そして、記事を書いたあとはただの1媒体で終わるのではなく、どれだけの人が見てくれたのか数字やコメントなどのデータを作って渡すことで、WEBに疎い人でもわかってもらえる。
また、「わかってくれるだろう」とせずに全く知らない人に読んでもらい、ありのままのコメントをもらう、「おかんチェック」が非常に大切。文章がつまらない、というのは人格否定であると捉われがちでみんなあまり言ってくれないので忌憚のない意見が貴重なのである。
最後に
使い方、ハードの部分はどんどんまねしてほしい。だけど、自分にしかないコアの部分はぜひともぶれないでやっていってほしい。
と、最後に話してセミナーの部分は終了。
こんなにも、読者の目線になってものを作っている人がいる…と、自分はどうだろう、と終わったあとは悶々としてしまった。そこは、駆け出しだから、とか、技術がないから、とかの部分では全くなくて。

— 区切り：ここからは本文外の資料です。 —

use super::constants::*;
use super::line_builder::LineGroup;

/// One fully decoded timestep of 36 channels for one (device, asic, half).
#[derive(Debug, Clone)]
pub struct Sample {
    pub device: u8,
    pub asic: u8,
    pub half: u8,
    pub timestamp: u32,
    pub bunch_counter: u32,
    pub event_counter: u32,
    pub orbit_counter: u32,
    pub hamming_code: u32,
    pub common_mode: u32,
    pub calibration: u32,
    pub crc: u32,
    /// How many of the two framing nibbles missed the alignment marker (0-2).
    /// Purely diagnostic; a slipped sample is still usable.
    pub slipped_nibbles: u8,
    pub adc: [u32; CHANNELS_PER_SAMPLE],
    pub toa: [u32; CHANNELS_PER_SAMPLE],
    pub tot: [u32; CHANNELS_PER_SAMPLE],
}

/// Words of the 5x8 grid that carry header/calibration/CRC data rather than
/// channel triples: (line, word) pairs.
const RESERVED_WORDS: [(usize, usize); 4] = [(0, 0), (0, 1), (2, 4), (4, 7)];

/// TOT is a 12-bit counter sent as 10 bits. If the most significant bit is
/// set the lower bits were dropped and the value is shifted back up.
pub fn decode_tot(raw: u32) -> u32 {
    if raw & 0x200 != 0 {
        (raw & 0x1FF) << 3
    } else {
        raw
    }
}

impl Sample {
    /// Decode a complete line group into a sample.
    ///
    /// Returns None if any line slot is missing; the caller decides whether
    /// that is worth logging. Framing-nibble mismatches are recorded in
    /// `slipped_nibbles`, never fatal.
    pub fn from_group(group: &LineGroup, truncate_adc: bool) -> Option<Self> {
        let mut lines: [Option<&super::line::Line>; LINES_PER_SAMPLE] = [None; LINES_PER_SAMPLE];
        for (idx, slot) in group.slots.iter().enumerate() {
            lines[idx] = slot.as_ref();
        }
        if lines.iter().any(|l| l.is_none()) {
            return None;
        }
        let lines = lines.map(|l| l.unwrap());

        // Case-4 data format from the datasheet:
        // [start][12b bunch][6b event][3b orbit][3b hamming][4b end]
        let header = lines[0].words[0];
        let mut slipped = 0;
        if header >> 28 != ALIGNMENT_MARKER {
            slipped += 1;
        }
        if header & 0b1111 != ALIGNMENT_MARKER {
            slipped += 1;
        }

        let mut sample = Self {
            device: group.key.device,
            asic: group.key.asic,
            half: group.key.half,
            timestamp: group.key.timestamp,
            bunch_counter: (header >> 16) & 0xFFF,
            event_counter: (header >> 10) & 0x3F,
            orbit_counter: (header >> 7) & 0x7,
            hamming_code: (header >> 4) & 0x7,
            common_mode: lines[0].words[1],
            calibration: lines[2].words[4],
            crc: lines[4].words[7],
            slipped_nibbles: slipped,
            adc: [0; CHANNELS_PER_SAMPLE],
            toa: [0; CHANNELS_PER_SAMPLE],
            tot: [0; CHANNELS_PER_SAMPLE],
        };

        // [Tc][Tp][10b ADC][10b TOT][10b TOA]
        let mut channel = 0;
        for line in 0..LINES_PER_SAMPLE {
            for word in 0..WORDS_PER_LINE {
                if RESERVED_WORDS.contains(&(line, word)) {
                    continue;
                }
                let raw = lines[line].words[word];
                let mut adc = (raw >> 20) & 0x3FF;
                if truncate_adc {
                    adc &= 0b1111111100;
                }
                sample.adc[channel] = adc;
                sample.tot[channel] = decode_tot((raw >> 10) & 0x3FF);
                sample.toa[channel] = raw & 0x3FF;
                channel += 1;
            }
        }
        debug_assert_eq!(channel, CHANNELS_PER_SAMPLE);
        Some(sample)
    }
}

#[cfg(test)]
mod tests {
    use super::*;

    #[test]
    fn test_tot_passthrough() {
        // Bit 9 clear: raw 10-bit value unchanged
        assert_eq!(decode_tot(0), 0);
        assert_eq!(decode_tot(0x1FF), 0x1FF);
        assert_eq!(decode_tot(0x123), 0x123);
    }

    #[test]
    fn test_tot_decompression() {
        // Bit 9 set: lower 9 bits shifted up by 3
        assert_eq!(decode_tot(0x200), 0);
        assert_eq!(decode_tot(0x200 | 0x5), 0x5 << 3);
        assert_eq!(decode_tot(0x3FF), 0x1FF << 3);
    }
}
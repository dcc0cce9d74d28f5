//! Wiring from configuration to a ready [`RagService`].

use anyhow::Result;
use std::sync::Arc;

use arxiv_rag_core::engine::RetrievalEngine;
use arxiv_rag_core::service::{NoGenerator, RagService};
use arxiv_rag_core::source::{SearchQuery, SortBy};

use crate::config::Config;
use crate::library::LibrarySource;

/// Service over the configured paper library. The binary assembles
/// generation context but does not call a generator itself.
pub type LibraryService = RagService<LibrarySource, NoGenerator>;

pub fn build_service(config: &Config) -> Result<LibraryService> {
    let engine = RetrievalEngine::new(config.chunking.chunk_size, config.index.params())?;
    Ok(RagService::new(
        Arc::new(engine),
        LibrarySource::new(config.library.clone()),
        NoGenerator,
    )
    .with_preview_chars(config.citation.preview_chars))
}

/// Populate the engine: every library paper, or only those matching `from`.
pub async fn load_corpus(
    service: &LibraryService,
    config: &Config,
    from: Option<&str>,
) -> Result<()> {
    match from {
        Some(query) => {
            service
                .search(&SearchQuery {
                    query: query.to_string(),
                    max_results: config.retrieval.max_results,
                    sort_by: SortBy::Relevance,
                })
                .await?;
        }
        None => {
            let papers = service.source().load_all()?;
            service.engine().ingest(&papers)?;
        }
    }
    Ok(())
}
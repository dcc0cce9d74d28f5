//! # arxiv-rag
//!
//! Lexical retrieval-augmented question answering over arXiv paper
//! abstracts.
//!
//! Papers come from a local library of JSON files, are cut into fixed-size
//! chunks, and indexed with TF-IDF by the [`arxiv_rag_core`] engine.
//! Questions are answered from the best-ranked chunks; the `rag` binary
//! prints the assembled generation request and citations for an external
//! generator to consume.
//!
//! ```text
//! ┌──────────┐   ┌─────────┐   ┌──────────────┐   ┌──────────────┐
//! │ Library  │──▶│ Chunker │──▶│ TF-IDF index │──▶│ prompt +     │
//! │ (JSON)   │   │         │   │ (snapshot)   │   │ citations    │
//! └──────────┘   └─────────┘   └──────────────┘   └──────────────┘
//! ```
//!
//! ## Modules
//!
//! | Module | Purpose |
//! |--------|---------|
//! | [`config`] | TOML configuration parsing |
//! | [`library`] | Local JSON paper library (`PaperSource`) |
//! | [`service`] | Engine and service construction |
//! | [`search`] | `rag search` |
//! | [`query`] | `rag query` |
//! | [`context`] | `rag context` |
//! | [`sources`] | `rag sources` |
//! | [`logging`] | tracing subscriber setup |

pub mod config;
pub mod context;
pub mod library;
pub mod logging;
pub mod query;
pub mod search;
pub mod service;
pub mod sources;
//! # arxiv-rag CLI (`rag`)
//!
//! Retrieval over a local library of arXiv paper records.
//!
//! ## Usage
//!
//! ```bash
//! rag --config ./config/rag.toml <command>
//! ```
//!
//! ## Commands
//!
//! | Command | Description |
//! |---------|-------------|
//! | `rag sources` | Show the paper library status |
//! | `rag search "<query>"` | Search the library, index the matches, list them |
//! | `rag query "<text>"` | Rank indexed chunks against free text |
//! | `rag context "<question>"` | Print the generation request and citations as JSON |
//!
//! Every invocation builds a fresh in-memory index; nothing is persisted.

use anyhow::Result;
use clap::{Parser, Subcommand};
use std::path::PathBuf;

use arxiv_rag::{config, context, logging, query, search, sources};
use arxiv_rag_core::source::SortBy;

const DEFAULT_CONFIG_PATH: &str = "./config/rag.toml";

/// arxiv-rag — lexical retrieval-augmented question answering over
/// arXiv paper abstracts.
#[derive(Parser)]
#[command(name = "rag", version, about)]
struct Cli {
    /// Path to configuration file (TOML).
    ///
    /// Defaults to `./config/rag.toml` when present, otherwise built-in
    /// defaults are used.
    #[arg(long, global = true)]
    config: Option<PathBuf>,

    /// Log level filter (overridden by `RUST_LOG`).
    #[arg(long, global = true, default_value = "warn", value_name = "LEVEL")]
    log_level: String,

    #[command(subcommand)]
    command: Commands,
}

#[derive(Subcommand)]
enum Commands {
    /// Show the paper library and how many files it holds.
    Sources,

    /// Search the paper library and index the matching papers.
    Search {
        /// Free-text query.
        query: String,

        /// Maximum number of papers to return.
        #[arg(long)]
        max_results: Option<usize>,

        /// `relevance`, `date`, or `title` (title behaves like relevance).
        #[arg(long, default_value = "relevance")]
        sort_by: SortBy,
    },

    /// Rank indexed chunks against free text.
    Query {
        /// Text to rank chunks against.
        text: String,

        /// Only index papers matching this library query.
        #[arg(long)]
        from: Option<String>,

        /// Number of chunks to return.
        #[arg(long)]
        top_k: Option<usize>,
    },

    /// Assemble the generation request and citations for a question.
    Context {
        /// The question to answer.
        question: String,

        /// Only index papers matching this library query.
        #[arg(long)]
        from: Option<String>,

        /// Number of chunks to retrieve.
        #[arg(long)]
        top_k: Option<usize>,
    },
}

fn resolve_config(path: Option<&PathBuf>) -> Result<config::Config> {
    match path {
        Some(path) => config::load_config(path),
        None => {
            let default = PathBuf::from(DEFAULT_CONFIG_PATH);
            if default.exists() {
                config::load_config(&default)
            } else {
                Ok(config::Config::minimal())
            }
        }
    }
}

#[tokio::main]
async fn main() -> Result<()> {
    let cli = Cli::parse();
    logging::init(&cli.log_level);

    let cfg = resolve_config(cli.config.as_ref())?;

    match cli.command {
        Commands::Sources => {
            sources::list_sources(&cfg)?;
        }
        Commands::Search {
            query,
            max_results,
            sort_by,
        } => {
            search::run_search(&cfg, &query, max_results, sort_by).await?;
        }
        Commands::Query { text, from, top_k } => {
            query::run_query(&cfg, &text, from.as_deref(), top_k).await?;
        }
        Commands::Context {
            question,
            from,
            top_k,
        } => {
            context::run_context(&cfg, &question, from.as_deref(), top_k).await?;
        }
    }

    Ok(())
}
//! Error types for the retrieval core and the RAG service.
//!
//! An empty corpus and an unbuilt index are not errors: queries against
//! them return an empty result set.

use thiserror::Error;

/// Precondition and validation failures raised by the retrieval core.
#[derive(Debug, Error, Clone, PartialEq, Eq)]
pub enum CoreError {
    /// The chunker was asked for chunks of size zero.
    #[error("chunk size must be > 0, got {0}")]
    InvalidChunkSize(usize),

    /// A query asked for zero results.
    #[error("top_k must be > 0")]
    InvalidTopK,

    /// A chunk record failed validation at construction.
    #[error("invalid chunk: {0}")]
    InvalidChunk(String),
}

/// Failures surfaced by [`RagService`](crate::service::RagService).
///
/// Boundary failures are flattened into a message; the core never retries
/// them and never produces a partial answer.
#[derive(Debug, Error)]
pub enum RagError {
    #[error(transparent)]
    Core(#[from] CoreError),

    /// The paper source failed (network, parse, I/O).
    #[error("paper search failed: {0}")]
    SearchFailed(String),

    /// The generator failed or timed out.
    #[error("generation failed: {0}")]
    GenerationFailed(String),

    /// Retrieval returned nothing to answer from.
    #[error("no relevant paper content found")]
    NoRelevantContent,
}
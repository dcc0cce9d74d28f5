//! TF-IDF lexical index.
//!
//! The index is derived state: a pure function of the chunk sequence it was
//! built from. It is never patched; every ingestion builds a new one.
//!
//! # Weighting
//!
//! 1. Tokenize every chunk (see [`tokenize`](crate::tokenize::tokenize)).
//! 2. Rank all terms by total corpus frequency (desc, then term asc) and
//!    keep the top `max_features`. Term ids follow lexicographic order.
//! 3. `idf(t) = ln((1 + n) / (1 + df(t))) + 1`.
//! 4. Row weight is `count × idf`, L2-normalised per row.
//!
//! Queries are projected with the same vocabulary and idf. Out-of-vocabulary
//! query terms contribute nothing.

use std::collections::{BTreeMap, HashMap};

use serde::{Deserialize, Serialize};
use tracing::info;

use crate::models::Chunk;
use crate::tokenize::tokenize;

/// Default vocabulary cap.
pub const DEFAULT_MAX_FEATURES: usize = 1000;

/// Tuning knobs for [`LexicalIndex::fit`].
#[derive(Debug, Clone, PartialEq, Serialize, Deserialize)]
pub struct IndexParams {
    /// Maximum vocabulary size.
    pub max_features: usize,
    /// Drop English stop-words from chunks and queries.
    pub stop_words: bool,
}

impl Default for IndexParams {
    fn default() -> Self {
        Self {
            max_features: DEFAULT_MAX_FEATURES,
            stop_words: true,
        }
    }
}

/// Sparse, L2-normalised term vector. Entries are sorted by term id.
#[derive(Debug, Clone, Default, PartialEq)]
pub struct SparseVector {
    entries: Vec<(usize, f64)>,
}

impl SparseVector {
    fn from_counts(counts: BTreeMap<usize, u32>, idf: &[f64]) -> Self {
        let mut entries: Vec<(usize, f64)> = counts
            .into_iter()
            .map(|(term, count)| (term, f64::from(count) * idf[term]))
            .collect();
        let norm = entries.iter().map(|(_, w)| w * w).sum::<f64>().sqrt();
        if norm > 0.0 {
            for (_, w) in entries.iter_mut() {
                *w /= norm;
            }
        }
        Self { entries }
    }

    pub fn is_empty(&self) -> bool {
        self.entries.is_empty()
    }

    pub fn entries(&self) -> &[(usize, f64)] {
        &self.entries
    }

    /// Dot product of two sparse vectors; cosine similarity when both are
    /// normalised.
    pub fn dot(&self, other: &SparseVector) -> f64 {
        let (mut i, mut j) = (0, 0);
        let mut sum = 0.0;
        while i < self.entries.len() && j < other.entries.len() {
            let (ta, wa) = self.entries[i];
            let (tb, wb) = other.entries[j];
            match ta.cmp(&tb) {
                std::cmp::Ordering::Less => i += 1,
                std::cmp::Ordering::Greater => j += 1,
                std::cmp::Ordering::Equal => {
                    sum += wa * wb;
                    i += 1;
                    j += 1;
                }
            }
        }
        sum
    }
}

/// A fitted TF-IDF model plus one weighted row per chunk.
#[derive(Debug, Clone)]
pub struct LexicalIndex {
    params: IndexParams,
    vocabulary: HashMap<String, usize>,
    idf: Vec<f64>,
    rows: Vec<SparseVector>,
}

impl LexicalIndex {
    /// Fit the model over `chunks` and compute their rows, in order.
    ///
    /// Never fails. A corpus with no usable terms yields an empty
    /// vocabulary and all-zero rows.
    pub fn fit(chunks: &[Chunk], params: &IndexParams) -> Self {
        let docs: Vec<Vec<String>> = chunks
            .iter()
            .map(|c| tokenize(c.content(), params.stop_words))
            .collect();

        let mut term_freq: HashMap<&str, u64> = HashMap::new();
        let mut doc_freq: HashMap<&str, u64> = HashMap::new();
        for doc in &docs {
            let mut seen: Vec<&str> = Vec::with_capacity(doc.len());
            for term in doc {
                *term_freq.entry(term.as_str()).or_insert(0) += 1;
                seen.push(term.as_str());
            }
            seen.sort_unstable();
            seen.dedup();
            for term in seen {
                *doc_freq.entry(term).or_insert(0) += 1;
            }
        }

        let mut ranked: Vec<(&str, u64)> = term_freq.into_iter().collect();
        ranked.sort_by(|a, b| b.1.cmp(&a.1).then_with(|| a.0.cmp(b.0)));
        ranked.truncate(params.max_features);

        let mut kept: Vec<&str> = ranked.into_iter().map(|(t, _)| t).collect();
        kept.sort_unstable();

        let n = docs.len() as f64;
        let idf: Vec<f64> = kept
            .iter()
            .map(|t| {
                let df = doc_freq.get(t).copied().unwrap_or(0) as f64;
                ((1.0 + n) / (1.0 + df)).ln() + 1.0
            })
            .collect();
        let vocabulary: HashMap<String, usize> = kept
            .iter()
            .enumerate()
            .map(|(id, t)| (t.to_string(), id))
            .collect();

        let rows = docs
            .iter()
            .map(|doc| project(doc, &vocabulary, &idf))
            .collect();

        Self {
            params: params.clone(),
            vocabulary,
            idf,
            rows,
        }
    }

    /// Project arbitrary text into this index's vector space.
    pub fn transform(&self, text: &str) -> SparseVector {
        let terms = tokenize(text, self.params.stop_words);
        project(&terms, &self.vocabulary, &self.idf)
    }

    /// Cosine similarity of `text` against every row, in row order.
    pub fn similarities(&self, text: &str) -> Vec<f64> {
        let query = self.transform(text);
        if query.is_empty() {
            return vec![0.0; self.rows.len()];
        }
        self.rows.iter().map(|row| row.dot(&query)).collect()
    }

    pub fn vocabulary_size(&self) -> usize {
        self.vocabulary.len()
    }

    pub fn row_count(&self) -> usize {
        self.rows.len()
    }

    pub fn row(&self, position: usize) -> Option<&SparseVector> {
        self.rows.get(position)
    }

    pub fn contains_term(&self, term: &str) -> bool {
        self.vocabulary.contains_key(term)
    }
}

fn project(terms: &[String], vocabulary: &HashMap<String, usize>, idf: &[f64]) -> SparseVector {
    let mut counts: BTreeMap<usize, u32> = BTreeMap::new();
    for term in terms {
        if let Some(&id) = vocabulary.get(term) {
            *counts.entry(id).or_insert(0) += 1;
        }
    }
    SparseVector::from_counts(counts, idf)
}

/// Index lifecycle: nothing to search until the first non-empty rebuild.
#[derive(Debug, Clone, Default)]
pub enum IndexState {
    #[default]
    NotBuilt,
    Built(LexicalIndex),
}

impl IndexState {
    /// Rebuild from scratch over `chunks`. An empty slice yields
    /// [`IndexState::NotBuilt`].
    pub fn rebuild(chunks: &[Chunk], params: &IndexParams) -> Self {
        if chunks.is_empty() {
            return IndexState::NotBuilt;
        }
        let index = LexicalIndex::fit(chunks, params);
        info!(
            chunks = chunks.len(),
            vocabulary = index.vocabulary_size(),
            "lexical index rebuilt"
        );
        IndexState::Built(index)
    }

    pub fn as_built(&self) -> Option<&LexicalIndex> {
        match self {
            IndexState::Built(index) => Some(index),
            IndexState::NotBuilt => None,
        }
    }

    pub fn is_built(&self) -> bool {
        matches!(self, IndexState::Built(_))
    }
}
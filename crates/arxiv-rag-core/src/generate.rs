//! Outbound generation boundary.

use anyhow::Result;
use async_trait::async_trait;
use serde::{Deserialize, Serialize};

/// A system instruction plus a user prompt built from retrieved chunks.
#[derive(Debug, Clone, PartialEq, Serialize, Deserialize)]
pub struct GenerationRequest {
    pub system: String,
    pub prompt: String,
}

/// A text generator (typically a language-model endpoint).
///
/// Timeouts and transport concerns belong to the implementation. Any error
/// is reported to the caller as a generation failure and is not retried.
#[async_trait]
pub trait Generator: Send + Sync {
    async fn generate(&self, request: &GenerationRequest) -> Result<String>;
}
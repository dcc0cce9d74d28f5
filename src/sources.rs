use anyhow::Result;

use crate::config::Config;
use crate::library::LibrarySource;

pub fn list_sources(config: &Config) -> Result<()> {
    let source = LibrarySource::new(config.library.clone());
    let (status, files) = match source.files() {
        Ok(files) => ("OK", files.len()),
        Err(_) => ("NOT FOUND", 0),
    };

    println!("{:<10} {:<10} {:<6} ROOT", "SOURCE", "STATUS", "FILES");
    println!(
        "{:<10} {:<10} {:<6} {}",
        "library",
        status,
        files,
        source.root().display()
    );
    Ok(())
}
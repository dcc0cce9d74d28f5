//! Core data models: papers as supplied by a paper source, and the chunks
//! derived from them.

use chrono::NaiveDate;
use serde::{Deserialize, Serialize};

use crate::error::CoreError;

/// Paper metadata as supplied by a [`PaperSource`](crate::source::PaperSource).
///
/// Never updated after creation. `summary` is the text that gets chunked.
#[derive(Debug, Clone, PartialEq, Serialize, Deserialize)]
pub struct Paper {
    pub paper_id: String,
    pub title: String,
    pub authors: Vec<String>,
    pub summary: String,
    pub published: NaiveDate,
    pub updated: NaiveDate,
    pub arxiv_url: String,
    #[serde(default)]
    pub pdf_url: Option<String>,
}

/// A contiguous slice of a paper's summary plus provenance copied from the
/// paper at ingestion time.
///
/// Fields are private so that every `Chunk` in the system has passed
/// [`Chunk::new`] validation: non-empty content and a non-empty paper id.
#[derive(Debug, Clone, PartialEq, Serialize)]
pub struct Chunk {
    content: String,
    chunk_index: usize,
    paper_id: String,
    title: String,
    authors: Vec<String>,
    arxiv_url: String,
    pdf_url: Option<String>,
}

impl Chunk {
    /// Build a chunk of `paper` holding `content` at position `chunk_index`.
    pub fn new(paper: &Paper, chunk_index: usize, content: &str) -> Result<Self, CoreError> {
        if content.is_empty() {
            return Err(CoreError::InvalidChunk(format!(
                "empty content for chunk {} of paper '{}'",
                chunk_index, paper.paper_id
            )));
        }
        if paper.paper_id.trim().is_empty() {
            return Err(CoreError::InvalidChunk(
                "paper_id must not be empty".to_string(),
            ));
        }
        Ok(Self {
            content: content.to_string(),
            chunk_index,
            paper_id: paper.paper_id.clone(),
            title: paper.title.clone(),
            authors: paper.authors.clone(),
            arxiv_url: paper.arxiv_url.clone(),
            pdf_url: paper.pdf_url.clone(),
        })
    }

    pub fn content(&self) -> &str {
        &self.content
    }

    /// Position of this chunk within its paper's chunk sequence.
    pub fn chunk_index(&self) -> usize {
        self.chunk_index
    }

    pub fn paper_id(&self) -> &str {
        &self.paper_id
    }

    pub fn title(&self) -> &str {
        &self.title
    }

    pub fn authors(&self) -> &[String] {
        &self.authors
    }

    pub fn arxiv_url(&self) -> &str {
        &self.arxiv_url
    }

    pub fn pdf_url(&self) -> Option<&str> {
        self.pdf_url.as_deref()
    }
}

/// A chunk returned from retrieval with its cosine similarity.
#[derive(Debug, Clone, PartialEq, Serialize)]
pub struct ScoredChunk {
    pub chunk: Chunk,
    /// Cosine similarity in `[0.0, 1.0]`.
    pub score: f64,
    /// Row of the chunk in the store at query time.
    pub position: usize,
}

#[cfg(test)]
pub(crate) fn test_paper(id: &str, summary: &str) -> Paper {
    let date = NaiveDate::from_ymd_opt(2024, 1, 15).unwrap();
    Paper {
        paper_id: id.to_string(),
        title: format!("Paper {}", id),
        authors: vec!["Ada Lovelace".to_string(), "Alan Turing".to_string()],
        summary: summary.to_string(),
        published: date,
        updated: date,
        arxiv_url: format!("http://arxiv.org/abs/{}", id),
        pdf_url: Some(format!("http://arxiv.org/pdf/{}", id)),
    }
}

拡散力についての話も具体的かつ分かりやすくとても参考になったが、まずそれを届けられるものづくりができているのか?本当に届けたいものであるのか?届けられる状態であるのか?というのも常に考えながらやっていきたいと思った。
塩谷さんの強さや気配りは一朝一夕で出来るものではない。だけど、彼女が長年かけて少しずつ積み重ねてきたものをおすそ分けいただいたからには、その強さに少しでも近づきたい。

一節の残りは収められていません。